A popular question in mathematics is this: given a function $f$ , what is its "square root" $g$ in the sense that $g(g(x)) = f(x)$ . There are many questions about this on mathoverflow but it's also a popular subject in mathematics forums for non-experts. This question seems to have a certain amount of notoriety because it's easy to ask but hard to answer fully. I want to look at an approach that works nicely for formal power series, following from the Haskell code I wrote here. There are some methods for directly finding "functional square roots" for formal power series that start as $z+a_2z^2+a_3z^3+\ldots$ , but I want to approach the problem indirectly. When working with real numbers we can find square roots, say, by using $\sqrt{x}=\exp(\frac{1}{2}\log{x})$ . I want to use an analogue of this for functions. So my goal is to make sense of the idea of the logarithm and exponential of a formal power series as composable functions. Warning: the arguments are all going to be informal.

Notation

There's potential for a lot of ambiguous notation here, especially as the usual mathematical notation for $n$ th powers of trig functions is so misleading. I'm going to use $\circ$ for composition of functions and power series, and I'm going to use the notation $f^{\circ n}$ to mean the $n$ th iterate of $f$ . So $f^{n+1}(x) = f(x)f^n(x)$ and $f^{\circ n+1}(x) = f(f^{\circ n}(x))$ . As I'll be working mostly in the ring of formal power series $R[\![z]\!]$ for some ring $R$ , I'll reserve the variable $z$ to refer only to the corresponding element in this ring. I'll also use formal power series somewhat interchangeably with functions. So $z$ can be thought of as representing the identity function. To make sure we're on the same page, here are some small theorems in this notation:

$z^mz^n = z^{m+n}$
$f^{\circ m}\circ f^{\circ n} = f^{\circ m+n}$
$(1+z)^n = \sum_{i=0}^n{n\choose i}z^n$
$(1+z)^{\circ n}=n+z$ .

That last one simply says that adding one $n$ times is the same as adding $n$ .

As I'm going to have ordinary logarithms and exponentials sitting around, as well as functional logarithms and exponentials, I'm going to introduce the notation $\operatorname{LOG}$ for functional logarithm and $\operatorname{EXP}$ for functional exponentiation.

Preliminaries

The first goal is to define a non-trivial function $\operatorname{LOG}$ with the fundamental property that $\operatorname{LOG}(f^{\circ n})=n\operatorname{LOG}(f)$

First, let's note some basic algebraic facts. The formal power series form a commutative ring with operations $+$ and $\cdot$ (ordinary multiplication) and with additive identity $0$ and multiplicative identity $1$ . The formal power series form a ring-like algebraic structure with operation $+$ and partial operation $\circ$ with additive identity $0$ and multiplicative identity $z$ . But it's not actually ring or even a near-ring. Composition isn't defined for all formal power series and even when it's defined, we don't have distributivity. For example, in general $f\circ(g+h)\ne f\circ g+f\circ h$ , after all there's no reason to expect $f(g(x)+h(x))$ to equal $f(g(x))+f(h(x))$ . We do have right-distributivity however, i.e.
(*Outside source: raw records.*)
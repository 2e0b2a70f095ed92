use rand::Rng;

/// Supplies the computed values substituted into reply templates.
///
/// The reply content strategy is a product decision, so it stays
/// injectable: production uses [`RandomQuote`], tests pin a
/// [`FixedQuote`].
pub trait QuoteSource: Send + Sync {
    /// Price for the given commodity keyword, in local currency.
    fn price(&self, commodity: &str) -> f64;
}

/// Pseudo-quote within a plausible band. Stands in for a real market
/// feed.
pub struct RandomQuote;

impl QuoteSource for RandomQuote {
    fn price(&self, _commodity: &str) -> f64 {
        rand::rng().random_range(80.0..180.0)
    }
}

/// Always returns the same price. Test use only in practice.
pub struct FixedQuote(pub f64);

impl QuoteSource for FixedQuote {
    fn price(&self, _commodity: &str) -> f64 {
        self.0
    }
}

#[cfg(test)]
mod tests {
    use super::*;

    #[test]
    fn random_quote_stays_in_band() {
        let source = RandomQuote;
        for _ in 0..100 {
            let p = source.price("soja");
            assert!((80.0..180.0).contains(&p));
        }
    }

    #[test]
    fn fixed_quote_is_fixed() {
        let source = FixedQuote(132.5);
        assert_eq!(source.price("soja"), 132.5);
        assert_eq!(source.price("milho"), 132.5);
    }
}
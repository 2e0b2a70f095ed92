use std::{sync::Arc, time::Duration};

use {
    enxame_common::now_ms,
    enxame_config::BackupConfig,
    enxame_sessions::{BackupSink, SessionRegistry},
    tokio::task::JoinHandle,
    tokio_util::sync::CancellationToken,
    tracing::{debug, info, warn},
};

/// Periodic snapshot + retention job over every session in the
/// registry. Reads go through the registry's snapshot accessor, never
/// through live worker state.
pub struct BackupScheduler {
    registry: Arc<SessionRegistry>,
    sink: Arc<dyn BackupSink>,
    interval: Duration,
    cleanup_interval: Duration,
    retention: Duration,
}

impl BackupScheduler {
    pub fn new(
        registry: Arc<SessionRegistry>,
        sink: Arc<dyn BackupSink>,
        cfg: &BackupConfig,
    ) -> Self {
        Self {
            registry,
            sink,
            interval: Duration::from_secs(cfg.interval_secs.max(1)),
            cleanup_interval: Duration::from_secs(cfg.cleanup_interval_secs.max(1)),
            retention: Duration::from_secs(cfg.retention_days.saturating_mul(86_400)),
        }
    }

    /// Run until cancelled, on a background task.
    pub fn spawn(self, cancel: CancellationToken) -> JoinHandle<()> {
        tokio::spawn(self.run(cancel))
    }

    pub async fn run(self, cancel: CancellationToken) {
        let mut snapshots = tokio::time::interval(self.interval);
        let mut cleanup = tokio::time::interval(self.cleanup_interval);
        // Both tickers fire immediately on creation; consume that so the
        // first real cycle lands one full interval after startup.
        snapshots.tick().await;
        cleanup.tick().await;

        loop {
            tokio::select! {
                _ = cancel.cancelled() => break,
                _ = snapshots.tick() => self.backup_cycle().await,
                _ = cleanup.tick() => self.cleanup_cycle().await,
            }
        }
        debug!("backup scheduler stopped");
    }

    /// Snapshot every session once. A failing session is logged and
    /// skipped; the rest of the cycle continues.
    pub async fn backup_cycle(&self) {
        let sessions = self.registry.list().await;
        let mut stored = 0usize;
        let mut failed = 0usize;
        for summary in &sessions {
            let snap = match self.registry.snapshot(&summary.id).await {
                Ok(snap) => snap,
                // Removed between list() and here.
                Err(e) => {
                    debug!(session_id = %summary.id, error = %e, "session gone mid-cycle");
                    continue;
                },
            };
            match self.sink.store(&snap).await {
                Ok(()) => stored += 1,
                Err(e) => {
                    failed += 1;
                    warn!(session_id = %summary.id, error = %e, "backup failed, skipping session");
                },
            }
        }
        info!(stored, failed, "backup cycle finished");
    }

    /// Drop artifacts older than the retention window.
    pub async fn cleanup_cycle(&self) {
        let cutoff = now_ms().saturating_sub(self.retention.as_millis() as u64);
        match self.sink.prune(cutoff).await {
            Ok(removed) => info!(removed, "backup cleanup finished"),
            Err(e) => warn!(error = %e, "backup cleanup failed"),
        }
    }
}

#[cfg(test)]
mod tests {
    use std::sync::Mutex;

    use {
        async_trait::async_trait,
        enxame_config::EnxameConfig,
        enxame_sessions::{BackupError, SessionSnapshot},
        enxame_transport::{
            TransportClient,
            mock::{MockHandle, MockTransport},
        },
    };

    use super::*;

    /// Sink that records stored session ids and can fail for one of
    /// them.
    struct RecordingSink {
        stored: Mutex<Vec<String>>,
        fail_for: Option<String>,
        pruned_cutoffs: Mutex<Vec<u64>>,
    }

    impl RecordingSink {
        fn new(fail_for: Option<&str>) -> Arc<Self> {
            Arc::new(Self {
                stored: Mutex::new(Vec::new()),
                fail_for: fail_for.map(str::to_string),
                pruned_cutoffs: Mutex::new(Vec::new()),
            })
        }

        fn stored(&self) -> Vec<String> {
            self.stored.lock().unwrap().clone()
        }
    }

    #[async_trait]
    impl BackupSink for RecordingSink {
        async fn store(&self, snapshot: &SessionSnapshot) -> Result<(), BackupError> {
            if self.fail_for.as_deref() == Some(snapshot.summary.id.as_str()) {
                return Err(BackupError::Sink("disk full".into()));
            }
            self.stored.lock().unwrap().push(snapshot.summary.id.clone());
            Ok(())
        }

        async fn prune(&self, cutoff_ms: u64) -> Result<usize, BackupError> {
            self.pruned_cutoffs.lock().unwrap().push(cutoff_ms);
            Ok(0)
        }
    }

    fn mock_factory() -> Arc<impl enxame_transport::TransportFactory> {
        let handles: Arc<Mutex<Vec<MockHandle>>> = Arc::new(Mutex::new(Vec::new()));
        Arc::new(move |_: &str| {
            let (transport, handle) = MockTransport::new();
            handles.lock().unwrap().push(handle);
            Arc::new(transport) as Arc<dyn TransportClient>
        })
    }

    fn test_registry() -> Arc<SessionRegistry> {
        Arc::new(SessionRegistry::new(
            mock_factory(),
            &EnxameConfig::default(),
        ))
    }

    #[tokio::test(start_paused = true)]
    async fn cycle_stores_every_session() {
        let registry = test_registry();
        registry.create("a", "Alpha").unwrap();
        registry.create("b", "Beta").unwrap();

        let sink = RecordingSink::new(None);
        let scheduler = BackupScheduler::new(
            Arc::clone(&registry),
            Arc::clone(&sink) as Arc<dyn BackupSink>,
            &EnxameConfig::default().backup,
        );
        scheduler.backup_cycle().await;

        let mut stored = sink.stored();
        stored.sort();
        assert_eq!(stored, vec!["a", "b"]);
    }

    #[tokio::test(start_paused = true)]
    async fn one_failing_session_does_not_block_the_rest() {
        let registry = test_registry();
        registry.create("a", "Alpha").unwrap();
        registry.create("b", "Beta").unwrap();
        registry.create("c", "Gamma").unwrap();

        let sink = RecordingSink::new(Some("b"));
        let scheduler = BackupScheduler::new(
            Arc::clone(&registry),
            Arc::clone(&sink) as Arc<dyn BackupSink>,
            &EnxameConfig::default().backup,
        );
        scheduler.backup_cycle().await;

        let mut stored = sink.stored();
        stored.sort();
        assert_eq!(stored, vec!["a", "c"]);
    }

    #[tokio::test(start_paused = true)]
    async fn cleanup_uses_retention_window() {
        let registry = test_registry();
        let sink = RecordingSink::new(None);
        let cfg = EnxameConfig::default().backup;
        let scheduler = BackupScheduler::new(
            registry,
            Arc::clone(&sink) as Arc<dyn BackupSink>,
            &cfg,
        );
        scheduler.cleanup_cycle().await;

        let cutoffs = sink.pruned_cutoffs.lock().unwrap().clone();
        assert_eq!(cutoffs.len(), 1);
        // Cutoff sits retention_days in the past.
        let expected = now_ms().saturating_sub(cfg.retention_days * 86_400 * 1000);
        assert!(cutoffs[0].abs_diff(expected) < 60_000);
    }

    #[tokio::test(start_paused = true)]
    async fn scheduler_runs_on_its_interval() {
        let registry = test_registry();
        registry.create("a", "Alpha").unwrap();

        let sink = RecordingSink::new(None);
        let scheduler = BackupScheduler::new(
            Arc::clone(&registry),
            Arc::clone(&sink) as Arc<dyn BackupSink>,
            &EnxameConfig::default().backup,
        );
        let cancel = CancellationToken::new();
        let task = scheduler.spawn(cancel.clone());

        // Nothing before the first interval elapses.
        tokio::time::sleep(Duration::from_secs(60)).await;
        assert!(sink.stored().is_empty());

        tokio::time::timeout(Duration::from_secs(7200), async {
            while sink.stored().is_empty() {
                tokio::time::sleep(Duration::from_secs(60)).await;
            }
        })
        .await
        .expect("hourly cycle never ran");

        cancel.cancel();
        let _ = task.await;
    }

    #[tokio::test(start_paused = true)]
    async fn final_snapshot_flushes_on_session_removal() {
        let sink = RecordingSink::new(None);
        let registry = Arc::new(
            SessionRegistry::new(mock_factory(), &EnxameConfig::default())
                .with_final_sink(Arc::clone(&sink) as Arc<dyn BackupSink>),
        );
        registry.create("a", "Alpha").unwrap();

        registry.remove("a").await.unwrap();
        assert_eq!(sink.stored(), vec!["a"]);
        assert_eq!(
            registry.get("a").await.unwrap_err().to_string(),
            "unknown session `a`"
        );
    }
}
$(f+g)\circ h = f\circ g+f\circ h$ ,

because

$(f+g)(h(x))=f(h(x))+g(h(x))$ ,

more or less by definition of $+$ .

We can't use power series on our power series

There's an obvious approach, just use power series of power series. So we might tentatively suggest that

$\operatorname{LOG}(z+f) = f-\frac{1}{2}f^{\circ 2}+\frac{1}{3}f^{\circ 3}+\ldots$ .
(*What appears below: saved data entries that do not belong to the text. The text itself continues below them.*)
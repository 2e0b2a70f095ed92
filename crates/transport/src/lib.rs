//! Messaging-transport boundary.
//!
//! The actual wire protocol (pairing, encryption, media) lives behind the
//! [`TransportClient`] trait: one handle per session exposing connect /
//! disconnect / send plus a typed event stream. The orchestrator consumes
//! this interface; implementations are injected by the embedding
//! application. [`mock::MockTransport`] is a scriptable in-memory
//! implementation for tests and local development.

pub mod client;
pub mod event;
pub mod mock;

pub use {
    client::{TransportClient, TransportFactory},
    event::{InboundMessage, TransportEvent},
};
//! Config schema types (sessions, reconnect, auto-reply, broadcast, backup).

use serde::{Deserialize, Serialize};

/// Root configuration.
#[derive(Debug, Clone, Default, Serialize, Deserialize)]
#[serde(default)]
pub struct EnxameConfig {
    pub sessions: SessionsConfig,
    pub reconnect: ReconnectConfig,
    pub auto_reply: AutoReplyConfig,
    pub broadcast: BroadcastConfig,
    pub backup: BackupConfig,
}

/// Per-session runtime knobs.
#[derive(Debug, Clone, Serialize, Deserialize)]
#[serde(default)]
pub struct SessionsConfig {
    /// Ring-buffer cap for the per-session message log.
    pub message_log_cap: usize,
    /// Delay before an auto-reply is sent, so replies never beat the
    /// triggering message's processing.
    pub reply_delay_ms: u64,
    /// Bound on queued outbound sends per session.
    pub outbound_queue: usize,
    /// Grace period a removal waits for the worker to wind down before
    /// forcing teardown.
    pub remove_grace_ms: u64,
}

impl Default for SessionsConfig {
    fn default() -> Self {
        Self {
            message_log_cap: 1000,
            reply_delay_ms: 1500,
            outbound_queue: 64,
            remove_grace_ms: 5000,
        }
    }
}

/// Reconnect backoff policy knobs.
#[derive(Debug, Clone, Serialize, Deserialize)]
#[serde(default)]
pub struct ReconnectConfig {
    pub initial_delay_ms: u64,
    pub max_delay_ms: u64,
    /// Reconnect attempt ceiling for transient disconnects.
    /// `None` means unlimited.
    pub max_attempts: Option<u32>,
    /// Auth failures are not transient: after this many the session is
    /// terminated and must be re-created.
    pub max_auth_failures: u32,
}

impl Default for ReconnectConfig {
    fn default() -> Self {
        Self {
            initial_delay_ms: 2000,
            max_delay_ms: 60_000,
            max_attempts: None,
            max_auth_failures: 3,
        }
    }
}

/// One keyword-triggered reply rule. First matching rule wins.
#[derive(Debug, Clone, Serialize, Deserialize)]
pub struct ReplyRuleConfig {
    /// Case-insensitive substrings; any of them matching fires the rule.
    pub keywords: Vec<String>,
    /// Reply template. `{price}` is substituted from the quote source.
    pub template: String,
}

/// Auto-responder rule table.
#[derive(Debug, Clone, Serialize, Deserialize)]
#[serde(default)]
pub struct AutoReplyConfig {
    pub enabled: bool,
    pub rules: Vec<ReplyRuleConfig>,
    /// Gate for the fallback reply: when no rule matches, only answer at
    /// all if the message contains one of these.
    pub trigger_keywords: Vec<String>,
    pub fallback: Option<String>,
}

impl Default for AutoReplyConfig {
    fn default() -> Self {
        Self {
            enabled: true,
            rules: vec![
                ReplyRuleConfig {
                    keywords: vec!["soja".into()],
                    template: "A saca da soja está cotada em R$ {price} hoje.".into(),
                },
                ReplyRuleConfig {
                    keywords: vec!["milho".into()],
                    template: "A saca do milho está em R$ {price} no momento.".into(),
                },
                ReplyRuleConfig {
                    keywords: vec!["trigo".into()],
                    template: "O trigo está cotado em R$ {price} a saca.".into(),
                },
            ],
            trigger_keywords: vec![
                "preço".into(),
                "preco".into(),
                "cotação".into(),
                "cotacao".into(),
                "valor".into(),
                "saca".into(),
            ],
            fallback: Some(
                "Envie o nome do grão (soja, milho ou trigo) para receber a cotação.".into(),
            ),
        }
    }
}

/// Broadcast pacing.
#[derive(Debug, Clone, Serialize, Deserialize)]
#[serde(default)]
pub struct BroadcastConfig {
    /// Pause between targets, to stay under transport-side rate limits.
    pub per_target_delay_ms: u64,
}

impl Default for BroadcastConfig {
    fn default() -> Self {
        Self {
            per_target_delay_ms: 1000,
        }
    }
}

/// Periodic snapshot/retention job.
#[derive(Debug, Clone, Serialize, Deserialize)]
#[serde(default)]
pub struct BackupConfig {
    pub enabled: bool,
    pub interval_secs: u64,
    pub cleanup_interval_secs: u64,
    pub retention_days: u64,
    /// Artifact directory. Defaults to `~/.enxame/backups` when unset.
    pub dir: Option<String>,
}

impl Default for BackupConfig {
    fn default() -> Self {
        Self {
            enabled: true,
            interval_secs: 3600,
            cleanup_interval_secs: 86_400,
            retention_days: 7,
            dir: None,
        }
    }
}

#[cfg(test)]
mod tests {
    use super::*;

    #[test]
    fn defaults_are_complete() {
        let cfg = EnxameConfig::default();
        assert_eq!(cfg.sessions.message_log_cap, 1000);
        assert!(cfg.reconnect.max_attempts.is_none());
        assert!(cfg.auto_reply.enabled);
        assert!(!cfg.auto_reply.rules.is_empty());
        assert_eq!(cfg.broadcast.per_target_delay_ms, 1000);
        assert_eq!(cfg.backup.retention_days, 7);
    }

    #[test]
    fn partial_toml_fills_defaults() {
        let cfg: EnxameConfig = toml::from_str(
            r#"
            [sessions]
            message_log_cap = 50

            [reconnect]
            max_attempts = 5
            "#,
        )
        .unwrap();
        assert_eq!(cfg.sessions.message_log_cap, 50);
        assert_eq!(cfg.sessions.reply_delay_ms, 1500);
        assert_eq!(cfg.reconnect.max_attempts, Some(5));
        assert_eq!(cfg.reconnect.max_auth_failures, 3);
    }

    #[test]
    fn rules_parse_from_toml() {
        let cfg: EnxameConfig = toml::from_str(
            r#"
            [[auto_reply.rules]]
            keywords = ["café"]
            template = "Café a R$ {price}."
            "#,
        )
        .unwrap();
        assert_eq!(cfg.auto_reply.rules.len(), 1);
        assert_eq!(cfg.auto_reply.rules[0].keywords, vec!["café"]);
    }
}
Note that I consider $\operatorname{LOG}(z+f)$ rather than $\operatorname{LOG}(1+f)$ because $z$ is the multiplicative identity in our ring-like structure.
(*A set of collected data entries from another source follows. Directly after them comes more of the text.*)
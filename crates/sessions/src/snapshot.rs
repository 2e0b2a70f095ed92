use {
    async_trait::async_trait,
    enxame_common::{MessageRecord, SessionSummary, now_ms},
    serde::{Deserialize, Serialize},
    thiserror::Error,
};

/// Point-in-time copy of one session's log and metadata — the backup
/// artifact. Built from owned snapshots, never from live references.
#[derive(Debug, Clone, Serialize, Deserialize)]
pub struct SessionSnapshot {
    pub summary: SessionSummary,
    pub messages: Vec<MessageRecord>,
    /// Unix milliseconds at capture time; also the artifact key.
    pub captured_at: u64,
}

impl SessionSnapshot {
    pub fn new(summary: SessionSummary, messages: Vec<MessageRecord>) -> Self {
        Self {
            summary,
            messages,
            captured_at: now_ms(),
        }
    }
}

/// Non-fatal by contract: callers log these and move on to the next
/// session.
#[derive(Debug, Error)]
pub enum BackupError {
    #[error("serialize snapshot: {0}")]
    Serialize(#[from] serde_json::Error),
    #[error(transparent)]
    Io(#[from] std::io::Error),
    #[error("{0}")]
    Sink(String),
}

/// Durable destination for session snapshots. File, object store,
/// database — the scheduler doesn't care.
#[async_trait]
pub trait BackupSink: Send + Sync {
    /// Persist one snapshot, keyed by `(session id, captured_at)`.
    async fn store(&self, snapshot: &SessionSnapshot) -> Result<(), BackupError>;

    /// Remove artifacts captured before `cutoff_ms`. Returns how many
    /// were removed.
    async fn prune(&self, cutoff_ms: u64) -> Result<usize, BackupError>;
}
Unfortunately this doesn't work. The reason is this: if we try to use standard reasoning to show that the resulting function has the fundamental property we seek we end up using distributivity. We don't have distributivity.

Sleight of hand

There's a beautiful trick I spotted on mathoverflow recently that allows us to bring back distributivity. (I can't find the trick again, but when I do I'll come back and add a link and credit here.) Consider the function $R(g)$ defined by $R(g)(f) = f\circ g$ . In other words $R(g)$ is right-composition by $g$ . (Ambiguity alert, I'm using $R$ here to mean right. It has nothing to do with the ring underlying our formal power series.) Because we have right-distributivity, $R(g)$ is a bona fide linear operator on the space of formal power series. If you think of formal power series as being infinitely long vectors of coefficients then $R(g)$ can be thought of as an infinitely sized matrix. This means that as long as we have convergence, we can get away with using power series to compute $\log R(g)$ with the property that $\log(R(g)^n) = n\log R(g)$ . Define:

$\operator{LOG}(f) = \log(R(f))z$ .

We have:

$\operator{LOG}(f) = \log(R(f))z = \log(1+(R(f)-1))z$

where I'm using $1$ to mean the identity linear operator. And now have:

$\operator{LOG}(f) = (R(f)-1)z-\frac{1}{2}(R(f)-1)^2z+\frac{1}{3}(R(f)-1)^3z+\ldots$ .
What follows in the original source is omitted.